Yu is regarded by many of his peers as the greatest Chinese intellectual historian of his generation.

He brought previously neglected aspects of Chinese history into mainstream scholarship and has been credited with rescuing the Confucian heritage from "caricature and neglect" and stimulating younger scholars to rediscover the richness and variety of Chinese culture after the ravages of Mao Zedong's Cultural Revolution, according to the U.S. Library of Congress.

Over the past 60 years, the China-born scholar has published around 60 books and hundreds of essays in English and Chinese. In 1976, he published the essay collection "Li Shi Yu Si Xiang" ("History and Thought") in Taiwan, which went on to become one of his most influential works.

The collection highlights the interconnectedness of Chinese literature, history and philosophy, as well as the similarities and differences between Western and Eastern thought.

Yu is particularly known for his research on the tradition of public intellectuals and the evolution of their identities and statuses.

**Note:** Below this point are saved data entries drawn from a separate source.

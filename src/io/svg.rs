//! SVG path-data parsing and formatting.
//!
//! Supported commands: `M`, `L`, `H`, `V`, `Q`, `T`, `Z` and their relative
//! lower-case forms. Cubic (`C`, `S`) and arc (`A`) commands are recognised
//! but rejected, since a path only holds quadratic curves.

use crate::error::PolyError;
use crate::path::{Path, PathSegment};
use crate::primitives::Point2;
use std::fmt::Write;
use std::iter::Peekable;
use std::str::{CharIndices, FromStr};

/// Parses SVG path data into a [`Path`].
///
/// `Z` closes the subpath with a line back to its start unless the current
/// point is already there. Empty or whitespace-only input yields an empty
/// path.
///
/// # Example
///
/// ```
/// use pathpoly::io::parse_path_data;
///
/// let path = parse_path_data("M 0 0 h 10 v 10 Q 5 15 0 10 z").unwrap();
/// assert_eq!(path.len(), 5);
/// assert_eq!(path.subpath_count(), 1);
/// ```
pub fn parse_path_data(data: &str) -> Result<Path, PolyError> {
    PathDataParser::new(data).parse()
}

/// Formats a path as SVG path data with absolute commands.
///
/// Curves are written as `Q control end`.
pub fn format_path_data(path: &Path) -> String {
    let mut out = String::new();
    for (i, segment) in path.iter().enumerate() {
        if i > 0 {
            out.push(' ');
        }
        // writing to a String cannot fail
        let _ = match *segment {
            PathSegment::MoveTo(p) => write!(out, "M{} {}", p.x, p.y),
            PathSegment::LineTo(p) => write!(out, "L{} {}", p.x, p.y),
            PathSegment::CurveTo { to, control } => {
                write!(out, "Q{} {} {} {}", control.x, control.y, to.x, to.y)
            }
        };
    }
    out
}

impl FromStr for Path {
    type Err = PolyError;

    fn from_str(s: &str) -> Result<Self, Self::Err> {
        parse_path_data(s)
    }
}

struct PathDataParser<'a> {
    input: &'a str,
    chars: Peekable<CharIndices<'a>>,
    path: Path,
    current: Point2<f64>,
    subpath_start: Point2<f64>,
    /// Control point of the previous quadratic segment, for `T`.
    last_control: Option<Point2<f64>>,
}

impl<'a> PathDataParser<'a> {
    fn new(input: &'a str) -> Self {
        Self {
            input,
            chars: input.char_indices().peekable(),
            path: Path::new(),
            current: Point2::origin(),
            subpath_start: Point2::origin(),
            last_control: None,
        }
    }

    fn parse(mut self) -> Result<Path, PolyError> {
        while let Some(&(pos, c)) = self.chars.peek() {
            if c.is_whitespace() || c == ',' {
                self.chars.next();
                continue;
            }
            if !c.is_ascii_alphabetic() {
                return Err(PolyError::UnexpectedChar(c, pos));
            }
            self.chars.next();
            self.command(c, pos)?;
        }
        Ok(self.path)
    }

    fn command(&mut self, letter: char, pos: usize) -> Result<(), PolyError> {
        let relative = letter.is_ascii_lowercase();
        match letter.to_ascii_uppercase() {
            'M' => {
                let p = self.point(relative)?;
                self.push(PathSegment::MoveTo(p));
                self.subpath_start = p;
                // further pairs are implicit lines
                while self.has_number() {
                    let p = self.point(relative)?;
                    self.push(PathSegment::LineTo(p));
                }
            }
            'L' => loop {
                let p = self.point(relative)?;
                self.push(PathSegment::LineTo(p));
                if !self.has_number() {
                    break;
                }
            },
            'H' => loop {
                let x = self.number()?;
                let x = if relative { self.current.x + x } else { x };
                self.push(PathSegment::LineTo(Point2::new(x, self.current.y)));
                if !self.has_number() {
                    break;
                }
            },
            'V' => loop {
                let y = self.number()?;
                let y = if relative { self.current.y + y } else { y };
                self.push(PathSegment::LineTo(Point2::new(self.current.x, y)));
                if !self.has_number() {
                    break;
                }
            },
            'Q' => loop {
                let control = self.point(relative)?;
                let to = self.point(relative)?;
                self.push(PathSegment::CurveTo { to, control });
                if !self.has_number() {
                    break;
                }
            },
            'T' => loop {
                let control = match self.last_control {
                    Some(c) => self.current + (self.current - c),
                    None => self.current,
                };
                let to = self.point(relative)?;
                self.push(PathSegment::CurveTo { to, control });
                if !self.has_number() {
                    break;
                }
            },
            'Z' => {
                if self.current != self.subpath_start {
                    self.push(PathSegment::LineTo(self.subpath_start));
                }
                self.last_control = None;
            }
            'C' | 'S' | 'A' => return Err(PolyError::UnsupportedCommand(letter, pos)),
            _ => return Err(PolyError::UnknownCommand(letter, pos)),
        }
        Ok(())
    }

    fn push(&mut self, segment: PathSegment) {
        self.last_control = match segment {
            PathSegment::CurveTo { control, .. } => Some(control),
            _ => None,
        };
        self.current = segment.end_point();
        self.path.push(segment);
    }

    fn point(&mut self, relative: bool) -> Result<Point2<f64>, PolyError> {
        let x = self.number()?;
        let y = self.number()?;
        Ok(if relative {
            Point2::new(self.current.x + x, self.current.y + y)
        } else {
            Point2::new(x, y)
        })
    }

    fn skip_separators(&mut self) {
        while let Some(&(_, c)) = self.chars.peek() {
            if c.is_whitespace() || c == ',' {
                self.chars.next();
            } else {
                break;
            }
        }
    }

    fn has_number(&mut self) -> bool {
        self.skip_separators();
        matches!(self.chars.peek(), Some(&(_, c)) if c.is_ascii_digit() || matches!(c, '-' | '+' | '.'))
    }

    fn number(&mut self) -> Result<f64, PolyError> {
        self.skip_separators();

        let start = match self.chars.peek() {
            Some(&(i, _)) => i,
            None => return Err(PolyError::ExpectedNumber(self.input.len())),
        };
        let mut end = start;

        if let Some(&(i, c)) = self.chars.peek() {
            if c == '-' || c == '+' {
                end = i + 1;
                self.chars.next();
            }
        }
        let digits_from = end;
        end = self.digits(end);
        if let Some(&(i, '.')) = self.chars.peek() {
            self.chars.next();
            end = self.digits(i + 1);
        }
        if end == digits_from {
            return Err(PolyError::ExpectedNumber(start));
        }
        if let Some(&(i, 'e' | 'E')) = self.chars.peek() {
            self.chars.next();
            end = i + 1;
            if let Some(&(i, '-' | '+')) = self.chars.peek() {
                self.chars.next();
                end = i + 1;
            }
            end = self.digits(end);
        }

        let token = &self.input[start..end];
        token
            .parse()
            .map_err(|_| PolyError::InvalidNumber(token.to_string(), start))
    }

    /// Consumes ASCII digits, returning the byte offset after the last one
    /// (or `end` if there were none).
    fn digits(&mut self, mut end: usize) -> usize {
        while let Some(&(i, c)) = self.chars.peek() {
            if !c.is_ascii_digit() {
                break;
            }
            end = i + 1;
            self.chars.next();
        }
        end
    }
}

In a breakthrough research project, he counted Buddhist monks of the Northern and Southern dynasties and Sui and Tang dynasties among the public intellectuals, a pioneering concept at the time of its publication.

Yu's research on major Chinese intellectuals, including Fang Yizhi and Zhu Xi, have also reshaped the way scholars understand these figures in Chinese history.

In addition to his scholarly pursuits, Yu is an outspoken supporter of the democracy movement in China and is known to have sheltered young refugees who fled China after the Tiananmen Square massacre in 1989.

In 2006, Yu won the U.S. Library of Congress' John W. Kluge Prize for lifetime achievement in the study of humanity.

Tang Prize was established in 2012 by Taiwanese entrepreneur Samuel Yin to honor leading lights from around the world in four fields: sustainable development, biopharmaceutical science, sinology and rule of law.

Winners of the award are selected by panels of judges convened by Academia Sinica, Taiwan's top research institute. The panels comprise prominent researchers and scholars from Taiwan and abroad, including Nobel laureates.

The biennial prize takes its name from the Tang Dynasty (618-907 A.D.), a period considered to be the height of classical Chinese civilization, characterized by liberal policies and robust cultural activity.